Wednesday, August 19, 2009

Family told by NHS: Alzheimer's is not a 'health condition'

This is from The Telegraph in the UK. It is precisely why I am so adamant against a government run health care in the US.

By Nick Britten
Published: 4:28PM BST 18 Aug 2009

NHS Worcestershire ruled that Judith Roe, 74, did not qualify for NHS funding because her condition was a "social" rather than "health" problem, even though she was so ill she could not make a cup of tea and regularly left the stove on.

She was forced to sell her £200,000 home to pay her £600-a-week nursing home fees, which would have been funded if she had been categorised correctly.

Mrs Roe's family appealed to the Health Service Ombudsman, which ruled that Mrs Roe's assessment had been incorrect and her treatment should have been funded by the NHS. NHS Worcestershire has now reimbursed them for six years of care.

Her son, Richard, 40, urged other families in a similar situation to fight for the care they are entitled to.

He said: "The way the health trust behaved was scandalous.
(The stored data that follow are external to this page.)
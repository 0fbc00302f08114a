//! The `check` subcommand: semantic analysis only. Prints nothing for a
//! well-typed program; prints the first offending production (or the
//! `main`/`funkcija` marker) and exits 1 otherwise.

use std::path::PathBuf;

use tracing::info;

use crate::commands::common::read_input;

/// Arguments for the check command.
pub struct CheckArgs {
    /// Parse-tree dump; stdin when absent.
    pub input: Option<PathBuf>,
}

/// Runs L3 and returns the process exit code.
pub fn run_check(args: CheckArgs) -> anyhow::Result<i32> {
    let tree_dump = read_input(args.input.as_deref())?;
    match frisc_drv::check(&tree_dump)? {
        frisc_drv::Outcome::Accepted(_) => {
            info!("program is well-typed");
            Ok(0)
        }
        frisc_drv::Outcome::Rejected(diagnostic) => {
            println!("{diagnostic}");
            Ok(1)
        }
    }
}
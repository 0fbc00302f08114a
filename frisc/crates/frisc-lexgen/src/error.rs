use thiserror::Error;

/// Failures while compiling a lexer specification into an ε-NFA table.
#[derive(Debug, Error)]
pub enum LexGenError {
    #[error("line {line}: malformed specification: {reason}")]
    MalformedSpec { line: usize, reason: String },

    #[error("unknown named definition `{name}`")]
    UnknownDefinition { name: String },

    #[error("unterminated group starting at token {index}")]
    UnterminatedGroup { index: usize },

    #[error("unterminated named-definition reference starting at token {index}")]
    UnterminatedReference { index: usize },
}

pub type Result<T> = std::result::Result<T, LexGenError>;
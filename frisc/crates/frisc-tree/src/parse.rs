//! Parses the indented parse-tree dump the upstream parser hands to the
//! semantic analyzer. Indentation alone marks depth: each node starts on
//! its own line, indented strictly deeper than its parent. A branch line
//! is the nonterminal's symbol by itself (conventionally `<name>`); a leaf
//! line is three whitespace-separated fields, `SYMBOL line lexeme`.

use std::iter::Peekable;
use std::str::Lines;

use frisc_util::Line;

use crate::error::{Result, TreeError};
use crate::node::{Branch, Leaf, Node};

/// Parses a full indented dump into its root node.
pub fn parse(source: &str) -> Result<Node> {
    let mut lines = source.lines().peekable();
    let root_line = loop {
        match lines.next() {
            Some(line) if line.trim().is_empty() => continue,
            Some(line) => break line,
            None => return Err(TreeError::Empty),
        }
    };

    let mut root = Branch { symbol: root_line.trim_start().to_string(), children: Vec::new() };
    let root_indent = root_line.len() - root_line.trim_start().len();
    parse_children(&mut lines, &mut root, root_indent, 2)?;
    Ok(Node::Branch(root))
}

/// Consumes every line more deeply indented than `depth`, attaching them as
/// `branch`'s children (recursing into nested branches). Stops at the first
/// line indented at or above `depth`, leaving it for the caller.
fn parse_children(
    lines: &mut Peekable<Lines<'_>>,
    branch: &mut Branch,
    depth: usize,
    mut lineno: usize,
) -> Result<usize> {
    loop {
        let Some(line) = lines.peek() else { return Ok(lineno) };
        if line.trim().is_empty() {
            lines.next();
            lineno += 1;
            continue;
        }
        let indent = line.len() - line.trim_start().len();
        if indent <= depth {
            return Ok(lineno);
        }
        let line = lines.next().unwrap();
        let content = &line[indent..];

        if content.starts_with('<') {
            let mut child = Branch { symbol: content.to_string(), children: Vec::new() };
            lineno = parse_children(lines, &mut child, indent, lineno + 1)?;
            branch.children.push(Node::Branch(child));
        } else {
            branch.children.push(Node::Leaf(parse_leaf(content, lineno)?));
            lineno += 1;
        }
    }
}

fn parse_leaf(content: &str, lineno: usize) -> Result<Leaf> {
    let mut parts = content.splitn(3, ' ');
    let symbol = parts.next().filter(|s| !s.is_empty()).ok_or(TreeError::MalformedLeaf(lineno))?;
    let line_text = parts.next().ok_or(TreeError::MalformedLeaf(lineno))?;
    let lexeme = parts.next().unwrap_or("");

    let line_no: u32 = line_text
        .parse()
        .map_err(|_| TreeError::InvalidLineNumber { line: lineno, text: line_text.to_string() })?;

    Ok(Leaf { symbol: symbol.to_string(), line: Line::new(line_no), lexeme: lexeme.to_string() })
}

#[cfg(test)]
mod tests {
    use super::*;

    #[test]
    fn parses_a_branch_with_leaf_children() {
        let dump = "<izraz>\n  IDN 1 x\n  PLUS 1 +\n  BROJ 1 2\n";
        let tree = parse(dump).unwrap();
        let branch = tree.as_branch().unwrap();
        assert_eq!(branch.symbol, "<izraz>");
        assert_eq!(branch.children.len(), 3);
        let first = branch.children[0].as_leaf().unwrap();
        assert_eq!(first.symbol, "IDN");
        assert_eq!(first.line.get(), 1);
        assert_eq!(first.lexeme, "x");
    }

    #[test]
    fn parses_nested_branches() {
        let dump = "<naredba>\n  <izraz>\n    IDN 3 y\n";
        let tree = parse(dump).unwrap();
        let branch = tree.as_branch().unwrap();
        assert_eq!(branch.children.len(), 1);
        let nested = branch.children[0].as_branch().unwrap();
        assert_eq!(nested.symbol, "<izraz>");
        assert_eq!(nested.children[0].as_leaf().unwrap().symbol, "IDN");
    }

    #[test]
    fn indentation_depth_need_not_be_a_fixed_unit() {
        // Only the comparison against the parent's indent matters, so any
        // deeper indentation (not just a fixed step) is valid.
        let dump = "<a>\n     IDN 1 x\n";
        let tree = parse(dump).unwrap();
        assert_eq!(tree.children().len(), 1);
    }

    #[test]
    fn round_trips_through_to_dump() {
        let dump = "<a>\n  <b>\n    IDN 1 x\n  BROJ 2 7\n";
        let tree = parse(dump).unwrap();
        let redumped = tree.to_dump();
        let reparsed = parse(&redumped).unwrap();
        assert_eq!(tree, reparsed);
    }

    #[test]
    fn empty_input_is_an_error() {
        assert!(matches!(parse(""), Err(TreeError::Empty)));
    }

    #[test]
    fn leaf_missing_line_number_is_an_error() {
        let dump = "<a>\n  IDN\n";
        assert!(matches!(parse(dump), Err(TreeError::MalformedLeaf(2))));
    }
}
It has been very stressful.

"All the time we were told we were wrong while believing we were right.

"They told me I should count myself lucky because there are people that are more ill than my mother, which was an outrageous thing to say.

"I want anyone else going through a similar experience to know they may be entitled to care. Even if they're being told they're not entitled, they should fight for it.

"With us, they made a mistake. They did not carry out their duties properly."

Mrs Roe, a retired church warden and school teacher, was diagnosed in 2002 with severe Alzheimer's and Parkinsons.

Under English law, elderly people must pay for their own residential care unless their needs are deemed health-related.

She was assessed but her needs were regarded to be social rather than health, meaning she did not qualify for funding.

In August 2003 her family paid for a social worker to visit her twice a day and in 2004 she moved into a nursing home because she was too ill to stay at home.

In 2007 she was moved into another home because her condition had deteriorated.

Despite being bedridden and requiring round-the-clock care, NHS Worcestershire PCT refused to pay a penny towards her fees.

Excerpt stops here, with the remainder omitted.